Nuria Paz Torres Águila

  • Stroke is a complex disease that affects the brain and vascular system. This disease has a high mortality, being the second cause of death worldwide and the fist cause of disability in adults of developed countries. Currently, more than 30 loci have been found associated with ischemic stroke risk; however, these genetic risk factors did not explain all heritability associated with this disease. Additionally, little is known about the genetics behind stroke outcome. Recently, two Genome-Wide Association Studies had reported two new candidate genes for ischemic stroke outcome. However, even a large sample size has been used in these studies, the results found are fewer that the expected. This could be due to the high heterogeneity of ischemic stroke outcome.

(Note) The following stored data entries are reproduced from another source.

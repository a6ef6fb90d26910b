use bevy::color::palettes::css;
use bevy::prelude::*;
use bevy_telekinesis::math::Vector3;
use bevy_telekinesis::prelude::*;

use crate::level_mechanics::MovingPlatform;

use super::helper::{LevelSetupHelper3d, LevelSetupHelper3dEntityCommandsExtension};

fn ramp_transform(x: f32, z: f32, length: f32, angle_degrees: f32) -> Transform {
    let angle = angle_degrees.to_radians();
    Transform::from_xyz(x, 0.5 * length * angle.sin(), z)
        .with_rotation(Quat::from_rotation_x(angle))
}

pub fn setup_level(mut helper: LevelSetupHelper3d) {
    helper.spawn_floor(css::WHITE);

    let mut obstacles = helper.with_color(css::GRAY);
    obstacles.spawn_cuboid(
        "Gentle Ramp",
        ramp_transform(-8.0, -8.0, 10.0, 20.0),
        Vector3::new(4.0, 0.2, 10.0),
    );
    obstacles.spawn_cuboid(
        "Steep Ramp",
        ramp_transform(-14.0, -8.0, 10.0, 55.0),
        Vector3::new(4.0, 0.2, 10.0),
    );
    obstacles.spawn_stairs(
        "Stairs",
        Transform::from_xyz(8.0, 0.0, -3.0),
        3.0,
        0.25,
        0.4,
        8,
    );
    obstacles.spawn_cuboid(
        "Shelf",
        Transform::from_xyz(0.0, 1.0, -10.0),
        Vector3::new(3.0, 2.0, 1.0),
    );
    obstacles.spawn_cuboid(
        "Back Wall",
        Transform::from_xyz(0.0, 2.0, -20.0),
        Vector3::new(30.0, 4.0, 0.5),
    );

    for (index, x) in [-0.75, 0.75].into_iter().enumerate() {
        helper.spawn_prop(
            format!("Crate #{index}"),
            Transform::from_xyz(x, 0.5, -4.0),
            Vector3::ONE,
            css::BURLYWOOD,
            TkInteractable::new(TkObjectClass::Standard),
        );
    }
    for (index, (x, z)) in [(-3.0, -5.0), (-4.0, -6.5)].into_iter().enumerate() {
        helper.spawn_prop(
            format!("Anchor Block #{index}"),
            Transform::from_xyz(x, 0.4, z),
            Vector3::splat(0.8),
            css::STEEL_BLUE,
            TkInteractable::new(TkObjectClass::Anchorable),
        );
    }
    helper.spawn_prop(
        "Heavy Crate",
        Transform::from_xyz(3.0, 0.75, -7.0),
        Vector3::splat(1.5),
        css::DARK_RED,
        TkInteractable::new(TkObjectClass::Heavy),
    );
    helper.spawn_prop(
        "Dormant Vase",
        Transform::from_xyz(0.0, 2.4, -10.0),
        Vector3::new(0.4, 0.8, 0.4),
        css::GOLD,
        TkInteractable::new(TkObjectClass::Standard)
            .with_start_kinematic(true)
            .with_can_be_anchored(false)
            .with_manipulation_center(Vector3::new(0.0, 0.2, 0.0)),
    );

    helper
        .with_color(css::DARK_OLIVEGREEN)
        .spawn_cuboid(
            "Moving Platform",
            Transform::from_xyz(-6.0, 0.25, -15.0),
            Vector3::new(3.0, 0.5, 3.0),
        )
        .make_kinematic()
        .insert(MovingPlatform::new(
            2.0,
            Vector3::new(1.5, 0.25, 1.5),
            &[Vector3::new(-6.0, 0.25, -15.0), Vector3::new(6.0, 0.25, -15.0)],
        ));
}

    The principal aims of this thesis were, on one hand, to explore whether new stroke genetic risk factors can be found in specific homogeneous populations, and, on the other hand, to find new genetic risk factors of ischemic stroke outcome by using a new approach focus on acute endophenotypes associated with stroke outcome. In order to reach the first aim, it has been performed a case-control genome-wide association analysis using a Spanish cohort as a discovery and an international cohort as replication, with an additional validation in a second independent Spanish cohort. For second aim, it has been studied the clinical variables associated with the acute phase outcome of ischemic stroke. The variable leukocyte count was selected as an interesting endophenotype to find new genetic risk factors associated with stroke outcome.

    As a results of this research, a new locus associated with lacunar stroke risk has been described, giving new information about the physiopathology of this disease. Additionally, the enzyme codified in the candidate gen MAN2B1 is a potential biomarker for lacunar stroke diagnosis. Moreover, it has been described in this thesis the first locus associated with leukocyte counts during the acute phase of ischemic stroke that additionally was associated with stroke outcome. Thus, the genetic analysis of acute endophenotypes has been confirmed as a useful approach to find new genetic risk factors associated with stroke outcome.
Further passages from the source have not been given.